Not Self-replicating but captures important system information
Can be controlled by hackers remotely with unauthorized access
Like worms, it can also be controlled by hackers remotely
Objective is to degrade the system performance
Used as a tool to steal vital information from the computer
How to find Trojan Horse on my Computer?
Trojan horses often come with a package that installs additional advertising software. One key sign of having a Trojan horse is to look for the following items:
Unusual, unexpected ads that are different from your regular ads and don’t go away when you close them
Modified homepage – The homepage in your browser might show something different than what it usually does.
Unexpected changes on your desktop settings – Your desktop wallpaper or screensaver might be changed suddenly. There are also cases where tiny, hidden icons that you cannot find because they blend into the background or only show up when the system starts.
Unexpected changes on the “allowed” programs you can download – You might notice there are programs you cannot download anymore or some that you can’t uninstall but show up as installed in your system.
Unusual messages from system security software – for example, if a virus protection program shuts down or warns about suspicious activity
Your hard disk suddenly starts getting full – the system might be writing to your hard drive even though you don’t have a lot of files.
Redirected to unsafe websites by changing settings in browsers and installing malicious extensions and plug-ins.
There are seven different types of dangerous trojan horse viruses that can infect your computer.
A backdoor Trojan is a type of malware that gives the author remote control over your computer.
This includes everything from sending and receiving files and launching programs on their behalf to accessing sensitive information like passwords or credit card numbers stored inside documents that can be deleted without being ever noticed by you.
A rootkit is a computer program designed to provide continued privileged access while actively hiding its presence.
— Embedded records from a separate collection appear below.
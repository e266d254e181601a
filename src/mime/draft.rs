//-
// Copyright (c) 2020, Jason Lingle
//
// This file is part of midtools.
//
// midtools is free software: you can  redistribute it and/or modify it under
// the terms of the GNU General Public  License as published by the Free
// Software Foundation, either version 3 of the License, or (at your option)
// any later version.
//
// midtools is distributed  in the hope that  it will be useful,  but WITHOUT
// ANY WARRANTY; without even the implied warranty of MERCHANTABILITY or
// FITNESS FOR  A PARTICULAR  PURPOSE.  See the  GNU General  Public  License
// for more details.
//
// You should have received a copy of the GNU General Public License along with
// midtools. If not, see <http://www.gnu.org/licenses/>.

//! Assembling the draft message uploaded by `midput`.
//!
//! The draft is a `multipart/mixed` message whose first part is a short
//! introductory text, followed by one part per attached file. Everything is
//! written with CRLF line endings, ready to be sent as an IMAP literal.

use std::fs;
use std::io;
use std::path::Path;

use chrono::prelude::*;
use percent_encoding::{utf8_percent_encode, AsciiSet, CONTROLS};
use rand::{rngs::OsRng, Rng};

use super::sniff::{detect_type, MediaType};
use super::transfer::{encode_base64_lines, TransferEncoding};

/// Characters that must be percent-encoded in an RFC 2231 parameter value.
const ATTR_CHAR_ESCAPES: &AsciiSet = &CONTROLS
    .add(b' ')
    .add(b'"')
    .add(b'%')
    .add(b'\'')
    .add(b'(')
    .add(b')')
    .add(b'*')
    .add(b',')
    .add(b'/')
    .add(b':')
    .add(b';')
    .add(b'<')
    .add(b'=')
    .add(b'>')
    .add(b'?')
    .add(b'@')
    .add(b'[')
    .add(b'\\')
    .add(b']')
    .add(b'{')
    .add(b'}');

const BASE64_WIDTH: usize = 76;
/// RFC 5322 limit on a line, excluding the CRLF.
const MAX_LINE: usize = 998;

/// A file to be attached to the draft.
#[derive(Clone, Debug, PartialEq, Eq)]
pub struct Attachment {
    /// The file name presented to the recipient.
    pub name: String,
    pub media_type: MediaType,
    pub content: Vec<u8>,
}

impl Attachment {
    /// Read the file at `path`, naming the attachment after its base name.
    pub fn from_file(path: &Path) -> io::Result<Self> {
        let content = fs::read(path)?;
        let name = path
            .file_name()
            .map(|name| name.to_string_lossy().into_owned())
            .unwrap_or_else(|| path.display().to_string());
        let media_type = detect_type(path, &content);

        Ok(Attachment {
            name,
            media_type,
            content,
        })
    }

    /// Whether the content can be sent without a transfer encoding.
    fn is_verbatim_text(&self) -> bool {
        self.media_type.is_text()
            && !self.content.contains(&0)
            && std::str::from_utf8(&self.content).is_ok()
    }
}

#[derive(Clone, Debug)]
pub struct Draft {
    intro: String,
    attachments: Vec<Attachment>,
    boundary: String,
    date: DateTime<FixedOffset>,
}

impl Draft {
    pub fn new(intro: &str) -> Self {
        Draft {
            intro: intro.to_owned(),
            attachments: Vec::new(),
            boundary: format!(
                "=_{:016x}{:016x}",
                OsRng.gen::<u64>(),
                OsRng.gen::<u64>()
            ),
            date: Local::now().into(),
        }
    }

    pub fn with_boundary(mut self, boundary: &str) -> Self {
        self.boundary = boundary.to_owned();
        self
    }

    pub fn with_date(mut self, date: DateTime<FixedOffset>) -> Self {
        self.date = date;
        self
    }

    pub fn attach(&mut self, attachment: Attachment) {
        self.attachments.push(attachment);
    }

    pub fn attachments(&self) -> &[Attachment] {
        &self.attachments
    }

    /// Serialise the whole message.
    pub fn to_bytes(&self) -> Vec<u8> {
        let mut out = Vec::new();
        header(&mut out, "MIME-Version", "1.0");
        header(&mut out, "Date", &self.date.to_rfc2822());
        header(
            &mut out,
            "Content-Type",
            &format!("multipart/mixed; boundary=\"{}\"", self.boundary),
        );
        out.extend_from_slice(b"\r\n");

        self.delimiter(&mut out, false);
        let intro = crlf(self.intro.as_bytes());
        let charset = if self.intro.is_ascii() { "us-ascii" } else { "utf-8" };
        header(
            &mut out,
            "Content-Type",
            &format!("text/plain; charset=\"{}\"", charset),
        );
        text_body(&mut out, &intro);

        for attachment in &self.attachments {
            self.delimiter(&mut out, false);
            header(
                &mut out,
                "Content-Type",
                &format!(
                    "{}; {}",
                    attachment.media_type,
                    parameter("name", &attachment.name)
                ),
            );
            header(
                &mut out,
                "Content-Disposition",
                &format!("attachment; {}", parameter("filename", &attachment.name)),
            );

            if attachment.is_verbatim_text() {
                text_body(&mut out, &crlf(&attachment.content));
            } else {
                base64_body(&mut out, &attachment.content);
            }
        }

        self.delimiter(&mut out, true);
        out
    }

    fn delimiter(&self, out: &mut Vec<u8>, last: bool) {
        out.extend_from_slice(b"--");
        out.extend_from_slice(self.boundary.as_bytes());
        if last {
            out.extend_from_slice(b"--");
        }
        out.extend_from_slice(b"\r\n");
    }
}

fn header(out: &mut Vec<u8>, name: &str, value: &str) {
    out.extend_from_slice(name.as_bytes());
    out.extend_from_slice(b": ");
    out.extend_from_slice(value.as_bytes());
    out.extend_from_slice(b"\r\n");
}

/// Write CRLF-normalised `content` as 7bit or 8bit, or as base64 if some line
/// is too long to go out unencoded.
fn text_body(out: &mut Vec<u8>, content: &[u8]) {
    if !fits_line_limit(content) {
        base64_body(out, content);
        return;
    }

    header(
        out,
        "Content-Transfer-Encoding",
        &seven_or_eight_bit(content).to_string(),
    );
    out.extend_from_slice(b"\r\n");
    out.extend_from_slice(content);
    if !content.is_empty() && !content.ends_with(b"\r\n") {
        out.extend_from_slice(b"\r\n");
    }
}

fn base64_body(out: &mut Vec<u8>, content: &[u8]) {
    header(
        out,
        "Content-Transfer-Encoding",
        &TransferEncoding::Base64.to_string(),
    );
    out.extend_from_slice(b"\r\n");
    out.extend_from_slice(&encode_base64_lines(content, BASE64_WIDTH));
}

fn fits_line_limit(content: &[u8]) -> bool {
    content.split(|&b| b'\n' == b).all(|line| {
        line.strip_suffix(b"\r").unwrap_or(line).len() <= MAX_LINE
    })
}

/// Format a MIME parameter, using RFC 2231 encoding for non-ASCII values.
fn parameter(name: &str, value: &str) -> String {
    if value.is_ascii() && !value.bytes().any(|b| b.is_ascii_control()) {
        let escaped = value.replace('\\', "\\\\").replace('"', "\\\"");
        format!("{}=\"{}\"", name, escaped)
    } else {
        format!(
            "{}*=utf-8''{}",
            name,
            utf8_percent_encode(value, ATTR_CHAR_ESCAPES)
        )
    }
}

/// Normalise every line ending to CRLF.
fn crlf(data: &[u8]) -> Vec<u8> {
    let mut out = Vec::with_capacity(data.len() + data.len() / 32);
    let mut ix = 0;
    while ix < data.len() {
        match data[ix] {
            b'\r' => {
                out.extend_from_slice(b"\r\n");
                if Some(&b'\n') == data.get(ix + 1) {
                    ix += 1;
                }
            }
            b'\n' => out.extend_from_slice(b"\r\n"),
            b => out.push(b),
        }
        ix += 1;
    }
    out
}

fn seven_or_eight_bit(data: &[u8]) -> TransferEncoding {
    if data.is_ascii() {
        TransferEncoding::SevenBit
    } else {
        TransferEncoding::EightBit
    }
}

#[cfg(test)]
mod test {
    use std::io::Write;

    use super::*;
    use crate::mime::transfer::decode_base64;

    fn date() -> DateTime<FixedOffset> {
        FixedOffset::east(3600).ymd(2020, 7, 14).and_hms(12, 30, 0)
    }

    fn attachment(name: &str, media_type: &str, content: &[u8]) -> Attachment {
        Attachment {
            name: name.to_owned(),
            media_type: MediaType::parse(media_type).unwrap(),
            content: content.to_vec(),
        }
    }

    #[test]
    fn intro_only() {
        let draft = Draft::new("Hello,\n\nAttached, you will find \n")
            .with_boundary("XYZ")
            .with_date(date());
        assert_eq!(
            "MIME-Version: 1.0\r\n\
             Date: Tue, 14 Jul 2020 12:30:00 +0100\r\n\
             Content-Type: multipart/mixed; boundary=\"XYZ\"\r\n\
             \r\n\
             --XYZ\r\n\
             Content-Type: text/plain; charset=\"us-ascii\"\r\n\
             Content-Transfer-Encoding: 7bit\r\n\
             \r\n\
             Hello,\r\n\
             \r\n\
             Attached, you will find \r\n\
             --XYZ--\r\n",
            String::from_utf8(draft.to_bytes()).unwrap()
        );
    }

    #[test]
    fn attachments_in_order() {
        let mut draft = Draft::new("Hi")
            .with_boundary("XYZ")
            .with_date(date());
        draft.attach(attachment("notes.txt", "text/plain", b"a\nb\r\nc"));
        draft.attach(attachment("logo.png", "image/png", &[0x89, b'P', 0, 1]));

        let text = String::from_utf8(draft.to_bytes()).unwrap();
        let parts: Vec<&str> = text.split("--XYZ").collect();
        // Headers, intro, two attachments, closing marker
        assert_eq!(5, parts.len());
        assert!(parts[1].contains("Hi\r\n"));

        assert_eq!(
            "\r\nContent-Type: text/plain; name=\"notes.txt\"\r\n\
             Content-Disposition: attachment; filename=\"notes.txt\"\r\n\
             Content-Transfer-Encoding: 7bit\r\n\
             \r\n\
             a\r\nb\r\nc\r\n",
            parts[2]
        );

        assert!(parts[3].starts_with(
            "\r\nContent-Type: image/png; name=\"logo.png\"\r\n\
             Content-Disposition: attachment; filename=\"logo.png\"\r\n\
             Content-Transfer-Encoding: base64\r\n\r\n"
        ));
        let encoded = parts[3].splitn(2, "\r\n\r\n").nth(1).unwrap();
        assert_eq!(
            vec![0x89, b'P', 0, 1],
            decode_base64(encoded.as_bytes()).unwrap()
        );
        assert_eq!("--\r\n", parts[4]);
    }

    #[test]
    fn binary_text_is_base64() {
        let mut draft = Draft::new("Hi").with_boundary("B");
        draft.attach(attachment("weird.txt", "text/plain", b"nul\0byte"));
        let text = String::from_utf8(draft.to_bytes()).unwrap();
        assert!(text.contains("Content-Transfer-Encoding: base64\r\n"));
        assert!(text.contains(&base64::encode(b"nul\0byte")));
    }

    #[test]
    fn eight_bit_text() {
        let mut draft = Draft::new("Grüße").with_boundary("B");
        draft.attach(attachment("ü.txt", "text/plain", "ä\n".as_bytes()));
        let text = String::from_utf8(draft.to_bytes()).unwrap();
        assert!(text.contains("charset=\"utf-8\""));
        assert!(text.contains("Content-Transfer-Encoding: 8bit\r\n\r\nä\r\n"));
        assert!(text.contains("name*=utf-8''%C3%BC.txt"));
        assert!(text.contains("filename*=utf-8''%C3%BC.txt"));
    }

    #[test]
    fn overlong_lines_are_base64() {
        let long = "x".repeat(MAX_LINE + 1);
        let limit = "y".repeat(MAX_LINE);
        let mut draft = Draft::new(&long).with_boundary("B");
        draft.attach(attachment(
            "long.txt",
            "text/plain",
            format!("short\n{}\n", long).as_bytes(),
        ));
        draft.attach(attachment(
            "limit.txt",
            "text/plain",
            format!("{}\r\n", limit).as_bytes(),
        ));
        let text = String::from_utf8(draft.to_bytes()).unwrap();

        let encoded = |data: &[u8]| {
            String::from_utf8(encode_base64_lines(data, BASE64_WIDTH)).unwrap()
        };
        assert!(!text.contains(&long));
        assert!(text.contains(&encoded(long.as_bytes())));
        assert!(text.contains(&encoded(
            format!("short\r\n{}\r\n", long).as_bytes()
        )));
        assert!(text.contains(&format!(
            "Content-Transfer-Encoding: 7bit\r\n\r\n{}\r\n",
            limit
        )));
        assert_eq!(2, text.matches("Content-Transfer-Encoding: base64").count());
    }

    #[test]
    fn parameters() {
        assert_eq!("name=\"a b.pdf\"", parameter("name", "a b.pdf"));
        assert_eq!(
            "name=\"say \\\"hi\\\".txt\"",
            parameter("name", "say \"hi\".txt")
        );
        assert_eq!(
            "filename*=utf-8''caf%C3%A9%20menu.pdf",
            parameter("filename", "café menu.pdf")
        );
    }

    #[test]
    fn line_endings() {
        assert_eq!(b"a\r\nb\r\nc\r\n\r\n".to_vec(), crlf(b"a\nb\r\nc\r\r\n"));
        assert_eq!(b"".to_vec(), crlf(b""));
    }

    #[test]
    fn boundaries_are_random() {
        let a = Draft::new("x");
        let b = Draft::new("x");
        assert_ne!(a.boundary, b.boundary);
        assert_eq!(34, a.boundary.len());
    }

    #[test]
    fn attachment_from_file() {
        let dir = tempfile::TempDir::new().unwrap();
        let path = dir.path().join("hello.txt");
        let mut file = fs::File::create(&path).unwrap();
        file.write_all(b"hello\n").unwrap();
        drop(file);

        let attachment = Attachment::from_file(&path).unwrap();
        assert_eq!("hello.txt", attachment.name);
        assert!(attachment.media_type.is_text());
        assert_eq!(b"hello\n".to_vec(), attachment.content);

        assert!(Attachment::from_file(&dir.path().join("missing")).is_err());
    }
}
This illicit software may be installed on your system and remain undetected for months or even years before you are made aware that something has gone wrong with one of the many functions it provides – such as Internet connectivity!
A trojan-downloader is a type of malicious software that installs itself on the system and waits for an Internet connection to connect to a remote server or website to download additional programs (usually malware).
A Banker Trojan is a malicious code that aims to steal sensitive or valuable information stored or handled through online bank systems.
Ransomware attacks are most often carried out via a Trojan, which infiltrates the system by, for example, tricking people into opening an attachment from a Phishing email or exploiting a network service vulnerability.
A Trojan-Spy can access information from your computer, track activities such as keylogging and monitoring program execution on the computer, as well as steal data from files saved on the machine.
Denial of Service(DoS) Attack Trojan
A distributed Denial of Service or DDoS attack is an attempt to bring down a machine or network, preventing it from being used by its intended users.
The objective of a DoS assault is to disrupt regular traffic or send data that leads to a crash.
An exploit is a tool that takes advantage of a software or operating system’s vulnerability or loophole. Exploit kits, which are most often found on hacked websites, employ exploits.
The kit quietly explores the computer or device of an unsuspecting user while they view the page.
Fake AV(antivirus) Trojan
Fake AV programs disguise as antivirus software and perform all sorts of activities like scanning the system, displaying security-related alert messages, and offering up security updates.
So, in conclusion, when you’re talking about computer viruses, it’s essential to know the difference between worms and trojans.
A worm is a virus that spreads from device to device by replicating itself, just like those awful messages that show up on your email or social media feed.
In contrast, a trojan is a type of Virus that enters your computer through software and can cause problems with your data and other devices.